PROBLEM STATEMENT. Instruction for the entries that follow: retype exactly the lines from the line with "fn build_health_response(state: &AppState)" to the line with "#![forbid(unsafe_code)]", both included, and omit all others.

+++++

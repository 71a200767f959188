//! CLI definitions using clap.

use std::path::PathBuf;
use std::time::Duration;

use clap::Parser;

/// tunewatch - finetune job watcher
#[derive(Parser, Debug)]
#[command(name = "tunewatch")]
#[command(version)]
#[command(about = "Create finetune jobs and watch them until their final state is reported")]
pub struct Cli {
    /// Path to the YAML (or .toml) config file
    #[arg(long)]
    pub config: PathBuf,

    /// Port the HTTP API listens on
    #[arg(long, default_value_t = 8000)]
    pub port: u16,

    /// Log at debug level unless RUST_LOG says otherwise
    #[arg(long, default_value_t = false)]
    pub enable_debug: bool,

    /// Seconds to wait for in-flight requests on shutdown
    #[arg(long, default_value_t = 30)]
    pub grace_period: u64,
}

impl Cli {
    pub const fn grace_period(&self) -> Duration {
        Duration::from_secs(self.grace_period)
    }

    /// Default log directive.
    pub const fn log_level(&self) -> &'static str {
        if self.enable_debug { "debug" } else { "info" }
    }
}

+++++

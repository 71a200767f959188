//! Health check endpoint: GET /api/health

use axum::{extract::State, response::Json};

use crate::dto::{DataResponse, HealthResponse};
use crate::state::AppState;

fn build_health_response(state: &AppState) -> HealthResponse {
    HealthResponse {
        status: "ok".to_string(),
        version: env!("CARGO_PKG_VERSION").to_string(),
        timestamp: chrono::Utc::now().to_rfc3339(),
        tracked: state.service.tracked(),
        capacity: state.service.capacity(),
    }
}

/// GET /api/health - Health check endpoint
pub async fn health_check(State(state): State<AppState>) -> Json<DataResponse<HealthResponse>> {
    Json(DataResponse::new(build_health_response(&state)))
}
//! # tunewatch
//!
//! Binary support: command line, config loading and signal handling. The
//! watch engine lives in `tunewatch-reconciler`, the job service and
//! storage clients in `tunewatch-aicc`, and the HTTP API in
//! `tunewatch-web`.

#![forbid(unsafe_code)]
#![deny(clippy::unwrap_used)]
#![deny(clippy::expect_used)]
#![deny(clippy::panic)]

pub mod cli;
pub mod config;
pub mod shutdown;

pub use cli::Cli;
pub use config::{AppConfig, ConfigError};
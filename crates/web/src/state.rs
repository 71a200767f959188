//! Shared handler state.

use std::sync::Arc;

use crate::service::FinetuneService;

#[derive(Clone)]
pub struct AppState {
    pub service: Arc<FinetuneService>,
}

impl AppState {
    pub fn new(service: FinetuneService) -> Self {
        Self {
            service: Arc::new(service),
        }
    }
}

+++++

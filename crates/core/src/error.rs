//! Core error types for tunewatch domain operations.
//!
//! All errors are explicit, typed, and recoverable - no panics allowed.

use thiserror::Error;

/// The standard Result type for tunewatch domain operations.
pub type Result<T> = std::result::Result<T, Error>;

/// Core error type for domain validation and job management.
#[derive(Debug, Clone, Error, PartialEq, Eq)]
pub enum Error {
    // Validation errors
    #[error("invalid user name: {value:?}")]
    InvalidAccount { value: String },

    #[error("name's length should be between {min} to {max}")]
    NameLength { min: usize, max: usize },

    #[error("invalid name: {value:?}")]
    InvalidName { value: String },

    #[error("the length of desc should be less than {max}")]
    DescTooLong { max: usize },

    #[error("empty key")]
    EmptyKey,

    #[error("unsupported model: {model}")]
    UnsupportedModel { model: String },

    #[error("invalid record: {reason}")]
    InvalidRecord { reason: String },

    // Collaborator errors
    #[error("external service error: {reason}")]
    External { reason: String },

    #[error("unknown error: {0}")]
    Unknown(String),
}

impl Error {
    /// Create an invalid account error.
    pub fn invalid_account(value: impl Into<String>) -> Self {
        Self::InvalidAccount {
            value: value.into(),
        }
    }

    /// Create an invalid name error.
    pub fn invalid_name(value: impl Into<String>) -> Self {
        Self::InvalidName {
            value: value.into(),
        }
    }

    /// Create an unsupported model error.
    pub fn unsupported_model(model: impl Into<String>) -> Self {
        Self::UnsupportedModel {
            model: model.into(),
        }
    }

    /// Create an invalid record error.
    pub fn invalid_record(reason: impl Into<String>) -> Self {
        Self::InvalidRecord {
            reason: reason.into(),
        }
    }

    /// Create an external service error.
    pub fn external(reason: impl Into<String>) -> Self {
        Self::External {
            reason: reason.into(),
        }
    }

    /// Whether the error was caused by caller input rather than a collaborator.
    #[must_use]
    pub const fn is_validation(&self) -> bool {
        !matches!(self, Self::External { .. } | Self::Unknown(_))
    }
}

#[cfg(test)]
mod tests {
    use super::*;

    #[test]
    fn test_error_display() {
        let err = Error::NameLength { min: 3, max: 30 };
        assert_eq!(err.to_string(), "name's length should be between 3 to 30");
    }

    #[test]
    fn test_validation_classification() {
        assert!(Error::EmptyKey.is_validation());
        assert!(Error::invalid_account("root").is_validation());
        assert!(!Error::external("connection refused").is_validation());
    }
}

+++++

ANSWER FOR THIS EXERCISE.
fn build_health_response(state: &AppState) -> HealthResponse {
    HealthResponse {
        status: "ok".to_string(),
        version: env!("CARGO_PKG_VERSION").to_string(),
        timestamp: chrono::Utc::now().to_rfc3339(),
        tracked: state.service.tracked(),
        capacity: state.service.capacity(),
    }
}

/// GET /api/health - Health check endpoint
pub async fn health_check(State(state): State<AppState>) -> Json<DataResponse<HealthResponse>> {
    Json(DataResponse::new(build_health_response(&state)))
}
//! # tunewatch
//!
//! Binary support: command line, config loading and signal handling. The
//! watch engine lives in `tunewatch-reconciler`, the job service and
//! storage clients in `tunewatch-aicc`, and the HTTP API in
//! `tunewatch-web`.

#![forbid(unsafe_code)]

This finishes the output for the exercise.